It seems these "rod ovens" are gaining in popularity.Mine is roasting a pound and a half of pure nickel[ broke the tailstock of a starter motor on my tractor,ugh]


----------



## Crofter (Dec 28, 2004)

Al,that Ni Rod is pricey stuff too. Nothing but the most scientific moisture controls for that. I see you are having fun with the new toy. give us some before and after pics as you do the starter housing.
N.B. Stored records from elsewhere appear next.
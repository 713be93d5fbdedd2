// Copyright (C) 2025 The Generia Authors
// SPDX-License-Identifier: AGPL-3.0-or-later
//! PostgreSQL-backed task store.
//!
//! Each operation is a free function over a `PgPool` so that other crates
//! can run them against a pool they already own. [`PostgresTaskStore`]
//! implements [`TaskStore`] by delegating to them.

use async_trait::async_trait;
use chrono::{DateTime, Utc};
use sqlx::PgPool;
use sqlx::postgres::PgPoolOptions;
use tracing::debug;
use uuid::Uuid;

use crate::error::StoreError;
use crate::migrations;
use crate::model::{GenerationStatus, TaskParameters, TaskResult, TaskStatus, TaskType};

use super::{
    AiPostRecord, AiUserRecord, NewAiPost, NewAiUser, NewWorld, TASK_COLUMNS, TaskRecord,
    TaskStatusCounts, TaskStore, WORLD_COLUMNS, WorldRecord, WorldStats, ensure_terminal,
    predecessor_list, rejected_transition,
};

/// PostgreSQL-backed task store.
#[derive(Clone)]
pub struct PostgresTaskStore {
    pool: PgPool,
}

impl PostgresTaskStore {
    /// Wrap an existing pool. Migrations are not run.
    pub fn new(pool: PgPool) -> Self {
        Self { pool }
    }

    /// Connect with a fresh pool and run migrations.
    pub async fn connect(database_url: &str, max_connections: u32) -> Result<Self, StoreError> {
        let pool = PgPoolOptions::new()
            .max_connections(max_connections.max(1))
            .connect(database_url)
            .await
            .map_err(|e| StoreError::database("connect", e))?;

        migrations::run_postgres(&pool).await?;
        Ok(Self { pool })
    }

    /// Get a reference to the underlying pool.
    pub fn pool(&self) -> &PgPool {
        &self.pool
    }
}

// ============================================================================
// Worlds
// ============================================================================

/// Insert a world with lifecycle `active` and generation `not_started`.
pub async fn create_world(pool: &PgPool, world: &NewWorld) -> Result<WorldRecord, StoreError> {
    let id = Uuid::new_v4().to_string();
    let sql = format!(
        r#"
        INSERT INTO worlds (id, name, description, prompt, creator_id)
        VALUES ($1, $2, $3, $4, $5)
        RETURNING {}
        "#,
        WORLD_COLUMNS
    );

    let record = sqlx::query_as::<_, WorldRecord>(&sql)
        .bind(&id)
        .bind(&world.name)
        .bind(&world.description)
        .bind(&world.prompt)
        .bind(&world.creator_id)
        .fetch_one(pool)
        .await
        .map_err(|e| StoreError::database("create_world", e))?;

    debug!(world_id = %record.id, "World created");
    Ok(record)
}

pub async fn get_world(pool: &PgPool, world_id: &str) -> Result<Option<WorldRecord>, StoreError> {
    let sql = format!("SELECT {} FROM worlds WHERE id = $1", WORLD_COLUMNS);
    let record = sqlx::query_as::<_, WorldRecord>(&sql)
        .bind(world_id)
        .fetch_optional(pool)
        .await?;
    Ok(record)
}

/// Guarded forward-only update of a world's generation status.
pub async fn update_world_generation_status(
    pool: &PgPool,
    world_id: &str,
    status: GenerationStatus,
) -> Result<bool, StoreError> {
    let Some(allowed) = predecessor_list(status) else {
        return Err(StoreError::validation(
            "generation_status",
            format!("no transition leads to '{}'", status),
        ));
    };

    let sql = format!(
        r#"
        UPDATE worlds
        SET generation_status = $1, updated_at = NOW()
        WHERE id = $2 AND generation_status IN ({})
        "#,
        allowed
    );

    let result = sqlx::query(&sql)
        .bind(status.as_str())
        .bind(world_id)
        .execute(pool)
        .await
        .map_err(|e| StoreError::database("update_world_generation_status", e))?;

    if result.rows_affected() > 0 {
        return Ok(true);
    }

    let exists: Option<i32> = sqlx::query_scalar("SELECT 1 FROM worlds WHERE id = $1")
        .bind(world_id)
        .fetch_optional(pool)
        .await?;
    match exists {
        Some(_) => Ok(false),
        None => Err(StoreError::WorldNotFound {
            world_id: world_id.to_string(),
        }),
    }
}

pub async fn world_stats(pool: &PgPool, world_id: &str) -> Result<WorldStats, StoreError> {
    let (users_count, posts_count): (i64, i64) = sqlx::query_as(
        r#"
        SELECT
            (SELECT COUNT(*) FROM ai_users WHERE world_id = $1),
            (SELECT COUNT(*) FROM ai_posts WHERE world_id = $1)
        "#,
    )
    .bind(world_id)
    .fetch_one(pool)
    .await?;

    Ok(WorldStats {
        users_count,
        posts_count,
    })
}

// ============================================================================
// Tasks
// ============================================================================

/// Insert one pending task and return its id.
pub async fn enqueue(
    pool: &PgPool,
    world_id: &str,
    task_type: TaskType,
    parameters: &TaskParameters,
) -> Result<String, StoreError> {
    let id = Uuid::new_v4().to_string();
    let parameters = serde_json::to_string(parameters)?;

    sqlx::query(
        r#"
        INSERT INTO world_generation_tasks (id, world_id, task_type, parameters)
        VALUES ($1, $2, $3, $4)
        "#,
    )
    .bind(&id)
    .bind(world_id)
    .bind(task_type.as_str())
    .bind(&parameters)
    .execute(pool)
    .await
    .map_err(|e| StoreError::database("enqueue", e))?;

    debug!(task_id = %id, world_id = %world_id, task_type = %task_type, "Task enqueued");
    Ok(id)
}

pub async fn get_task(pool: &PgPool, task_id: &str) -> Result<Option<TaskRecord>, StoreError> {
    let sql = format!(
        "SELECT {} FROM world_generation_tasks WHERE id = $1",
        TASK_COLUMNS
    );
    let record = sqlx::query_as::<_, TaskRecord>(&sql)
        .bind(task_id)
        .fetch_optional(pool)
        .await?;
    Ok(record)
}

pub async fn list_tasks(pool: &PgPool, world_id: &str) -> Result<Vec<TaskRecord>, StoreError> {
    let sql = format!(
        "SELECT {} FROM world_generation_tasks WHERE world_id = $1 ORDER BY created_at ASC, seq ASC",
        TASK_COLUMNS
    );
    let records = sqlx::query_as::<_, TaskRecord>(&sql)
        .bind(world_id)
        .fetch_all(pool)
        .await?;
    Ok(records)
}

/// Oldest pending task. No row lock is taken.
pub async fn claim_next_pending(pool: &PgPool) -> Result<Option<TaskRecord>, StoreError> {
    let sql = format!(
        r#"
        SELECT {}
        FROM world_generation_tasks
        WHERE status = 'pending'
        ORDER BY created_at ASC, seq ASC
        LIMIT 1
        "#,
        TASK_COLUMNS
    );
    let record = sqlx::query_as::<_, TaskRecord>(&sql)
        .fetch_optional(pool)
        .await
        .map_err(|e| StoreError::database("claim_next_pending", e))?;
    Ok(record)
}

pub async fn mark_in_progress(pool: &PgPool, task_id: &str) -> Result<(), StoreError> {
    let result = sqlx::query(
        r#"
        UPDATE world_generation_tasks
        SET status = 'in_progress', updated_at = NOW()
        WHERE id = $1 AND status IN ('pending', 'in_progress')
        "#,
    )
    .bind(task_id)
    .execute(pool)
    .await
    .map_err(|e| StoreError::database("mark_in_progress", e))?;

    if result.rows_affected() == 0 {
        let current = get_task(pool, task_id).await?;
        return Err(rejected_transition(task_id, TaskStatus::Pending, current));
    }
    Ok(())
}

/// Claim the oldest pending task in one statement.
///
/// `SKIP LOCKED` lets concurrent claimers pass over a row another
/// transaction is already moving.
pub async fn claim_next_pending_atomic(pool: &PgPool) -> Result<Option<TaskRecord>, StoreError> {
    let sql = format!(
        r#"
        UPDATE world_generation_tasks
        SET status = 'in_progress', updated_at = NOW()
        WHERE id = (
            SELECT id FROM world_generation_tasks
            WHERE status = 'pending'
            ORDER BY created_at ASC, seq ASC
            LIMIT 1
            FOR UPDATE SKIP LOCKED
        )
        RETURNING {}
        "#,
        TASK_COLUMNS
    );
    let record = sqlx::query_as::<_, TaskRecord>(&sql)
        .fetch_optional(pool)
        .await
        .map_err(|e| StoreError::database("claim_next_pending_atomic", e))?;
    Ok(record)
}

pub async fn finalize(
    pool: &PgPool,
    task_id: &str,
    status: TaskStatus,
    result: &TaskResult,
) -> Result<(), StoreError> {
    ensure_terminal(task_id, status)?;
    let result_json = serde_json::to_string(result)?;

    let outcome = sqlx::query(
        r#"
        UPDATE world_generation_tasks
        SET status = $1, result = $2, updated_at = NOW()
        WHERE id = $3 AND status = 'in_progress'
        "#,
    )
    .bind(status.as_str())
    .bind(&result_json)
    .bind(task_id)
    .execute(pool)
    .await
    .map_err(|e| StoreError::database("finalize", e))?;

    if outcome.rows_affected() == 0 {
        let current = get_task(pool, task_id).await?;
        return Err(rejected_transition(task_id, TaskStatus::InProgress, current));
    }
    Ok(())
}

pub async fn count_incomplete(pool: &PgPool, world_id: &str) -> Result<i64, StoreError> {
    let count: i64 = sqlx::query_scalar(
        "SELECT COUNT(*) FROM world_generation_tasks WHERE world_id = $1 AND status != 'completed'",
    )
    .bind(world_id)
    .fetch_one(pool)
    .await
    .map_err(|e| StoreError::database("count_incomplete", e))?;
    Ok(count)
}

pub async fn count_tasks_by_status(
    pool: &PgPool,
    world_id: &str,
) -> Result<TaskStatusCounts, StoreError> {
    let rows: Vec<(String, i64)> = sqlx::query_as(
        "SELECT status, COUNT(*) FROM world_generation_tasks WHERE world_id = $1 GROUP BY status",
    )
    .bind(world_id)
    .fetch_all(pool)
    .await?;

    let mut counts = TaskStatusCounts::default();
    for (status, count) in rows {
        counts.add(&status, count);
    }
    Ok(counts)
}

pub async fn list_stale_in_progress(
    pool: &PgPool,
    cutoff: DateTime<Utc>,
    limit: i64,
) -> Result<Vec<TaskRecord>, StoreError> {
    let sql = format!(
        r#"
        SELECT {}
        FROM world_generation_tasks
        WHERE status = 'in_progress' AND updated_at < $1
        ORDER BY updated_at ASC, seq ASC
        LIMIT $2
        "#,
        TASK_COLUMNS
    );
    let records = sqlx::query_as::<_, TaskRecord>(&sql)
        .bind(cutoff)
        .bind(limit)
        .fetch_all(pool)
        .await?;
    Ok(records)
}

// ============================================================================
// Generated content
// ============================================================================

pub async fn insert_ai_user(pool: &PgPool, user: &NewAiUser) -> Result<(), StoreError> {
    sqlx::query(
        r#"
        INSERT INTO ai_users (id, world_id, username, description, is_ai)
        VALUES ($1, $2, $3, $4, TRUE)
        "#,
    )
    .bind(&user.id)
    .bind(&user.world_id)
    .bind(&user.username)
    .bind(&user.description)
    .execute(pool)
    .await
    .map_err(|e| StoreError::database("insert_ai_user", e))?;
    Ok(())
}

pub async fn insert_ai_post(pool: &PgPool, post: &NewAiPost) -> Result<(), StoreError> {
    sqlx::query(
        r#"
        INSERT INTO ai_posts (id, world_id, user_id, caption, media_id, image_prompt)
        VALUES ($1, $2, $3, $4, $5, $6)
        "#,
    )
    .bind(&post.id)
    .bind(&post.world_id)
    .bind(&post.user_id)
    .bind(&post.caption)
    .bind(&post.media_id)
    .bind(&post.image_prompt)
    .execute(pool)
    .await
    .map_err(|e| StoreError::database("insert_ai_post", e))?;
    Ok(())
}

pub async fn list_ai_users(pool: &PgPool, world_id: &str) -> Result<Vec<AiUserRecord>, StoreError> {
    let records = sqlx::query_as::<_, AiUserRecord>(
        r#"
        SELECT id, world_id, username, description, is_ai, created_at
        FROM ai_users
        WHERE world_id = $1
        ORDER BY seq ASC
        "#,
    )
    .bind(world_id)
    .fetch_all(pool)
    .await?;
    Ok(records)
}

pub async fn list_ai_posts(pool: &PgPool, world_id: &str) -> Result<Vec<AiPostRecord>, StoreError> {
    let records = sqlx::query_as::<_, AiPostRecord>(
        r#"
        SELECT id, world_id, user_id, caption, media_id, image_prompt, created_at
        FROM ai_posts
        WHERE world_id = $1
        ORDER BY seq ASC
        "#,
    )
    .bind(world_id)
    .fetch_all(pool)
    .await?;
    Ok(records)
}

pub async fn list_ai_user_ids(pool: &PgPool, world_id: &str) -> Result<Vec<String>, StoreError> {
    let ids: Vec<String> =
        sqlx::query_scalar("SELECT id FROM ai_users WHERE world_id = $1 ORDER BY seq ASC")
            .bind(world_id)
            .fetch_all(pool)
            .await?;
    Ok(ids)
}

#[async_trait]
impl TaskStore for PostgresTaskStore {
    async fn create_world(&self, world: &NewWorld) -> Result<WorldRecord, StoreError> {
        create_world(&self.pool, world).await
    }

    async fn get_world(&self, world_id: &str) -> Result<Option<WorldRecord>, StoreError> {
        get_world(&self.pool, world_id).await
    }

    async fn update_world_generation_status(
        &self,
        world_id: &str,
        status: GenerationStatus,
    ) -> Result<bool, StoreError> {
        update_world_generation_status(&self.pool, world_id, status).await
    }

    async fn world_stats(&self, world_id: &str) -> Result<WorldStats, StoreError> {
        world_stats(&self.pool, world_id).await
    }

    async fn enqueue(
        &self,
        world_id: &str,
        task_type: TaskType,
        parameters: &TaskParameters,
    ) -> Result<String, StoreError> {
        enqueue(&self.pool, world_id, task_type, parameters).await
    }

    async fn get_task(&self, task_id: &str) -> Result<Option<TaskRecord>, StoreError> {
        get_task(&self.pool, task_id).await
    }

    async fn list_tasks(&self, world_id: &str) -> Result<Vec<TaskRecord>, StoreError> {
        list_tasks(&self.pool, world_id).await
    }

    async fn claim_next_pending(&self) -> Result<Option<TaskRecord>, StoreError> {
        claim_next_pending(&self.pool).await
    }

    async fn mark_in_progress(&self, task_id: &str) -> Result<(), StoreError> {
        mark_in_progress(&self.pool, task_id).await
    }

    async fn claim_next_pending_atomic(&self) -> Result<Option<TaskRecord>, StoreError> {
        claim_next_pending_atomic(&self.pool).await
    }

    async fn finalize(
        &self,
        task_id: &str,
        status: TaskStatus,
        result: &TaskResult,
    ) -> Result<(), StoreError> {
        finalize(&self.pool, task_id, status, result).await
    }

    async fn count_incomplete(&self, world_id: &str) -> Result<i64, StoreError> {
        count_incomplete(&self.pool, world_id).await
    }

    async fn count_tasks_by_status(&self, world_id: &str) -> Result<TaskStatusCounts, StoreError> {
        count_tasks_by_status(&self.pool, world_id).await
    }

    async fn list_stale_in_progress(
        &self,
        cutoff: DateTime<Utc>,
        limit: i64,
    ) -> Result<Vec<TaskRecord>, StoreError> {
        list_stale_in_progress(&self.pool, cutoff, limit).await
    }

    async fn insert_ai_user(&self, user: &NewAiUser) -> Result<(), StoreError> {
        insert_ai_user(&self.pool, user).await
    }

    async fn insert_ai_post(&self, post: &NewAiPost) -> Result<(), StoreError> {
        insert_ai_post(&self.pool, post).await
    }

    async fn list_ai_users(&self, world_id: &str) -> Result<Vec<AiUserRecord>, StoreError> {
        list_ai_users(&self.pool, world_id).await
    }

    async fn list_ai_posts(&self, world_id: &str) -> Result<Vec<AiPostRecord>, StoreError> {
        list_ai_posts(&self.pool, world_id).await
    }

    async fn list_ai_user_ids(&self, world_id: &str) -> Result<Vec<String>, StoreError> {
        list_ai_user_ids(&self.pool, world_id).await
    }
}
Sometimes it flows beatifully, sometimes it dont eh?


----------



## Al Smith (Dec 28, 2004)

I have a pretty good supply of Ni-rod,308 stainless,etc.Although I don't make my living at it any more,I've been at it for nearly 40 yrs.I've"glued "it together with about every method,Ni-rod,stainless,easy flow brass,even once used square cast rod with borax,for a manifold.The easiest,is John -Deere,the worst is Caterpillar and old Ford[ limestone cast]If it's fit tomorrow,I will do the repairs,and take some pics.I have to go to my shop,20 miles away,ugh.That picture was taken with my cheap old web cam,the new one is driving me nuts.


----------



## Al Smith (Jan 2, 2005)

*Cookie cache?*

I read something about you should empty your cookies,every so often,so I did.


----------



## timberwolf (Jan 4, 2005)

All stocked up for the night.

Wood pile keeps falling over though.


----------



## Toneman (Jan 5, 2005)

All you need now timberwolf is a chute and have those feed themselves into the stove.


----------



## leweee (Jan 7, 2005)

*feeden the cookie monster*

timberwolf.... that stove must be the cookie monster  
Chewem up :blob5:


----------



## Locoweed (Jan 7, 2005)

*Was a Live Oak*

Oak pile


----------



## Pioneer (Jan 8, 2005)

Xl 1 and Xl 12 with some of the wood they cut up last spring. Soaking wet Poplar is not my favorite wood to cut, it really makes the saws work.


----------



## Ax-man (Jan 8, 2005)

Welcome to the site Pioneer,

Nice looking Homelites, I just finished my little Super XL 925 project making two good saws out of five, they turned out real good, I'm happy with them, been giving them some excersize in our wood lot. 

Larry


----------



## Ax-man (Jan 9, 2005)

Here is a pic of those two Homelite SXL 925, and some of the wood I was testing them out on. Gonna try my hand at loading two different pics, hope it works.


----------



## oldwild (Jan 11, 2005)

finally got the camera back from the inlaws, the first three are the piles for my father in-law, he burns 3 foot or longer in his furnace.....


----------



## oldwild (Jan 11, 2005)

the next 2 are my piles. There is 3 types of piles, already split, too small for splitting, and too BE split:


----------



## oldwild (Jan 11, 2005)

the last picture is a fair overall of the piles I have going.... Not including the 7 or 8 truck loads hauled over to the in-laws already for the winter.


----------



## Gopher (Jan 14, 2005)

*No picture yet, but...*

I currently have almost 4 cords of red oak, white oak, locust, cherry and some ash, all hand split and stacked awaiting my purchase of an outdoor furnace this upcoming year. By then there will be 6 to 7 cords.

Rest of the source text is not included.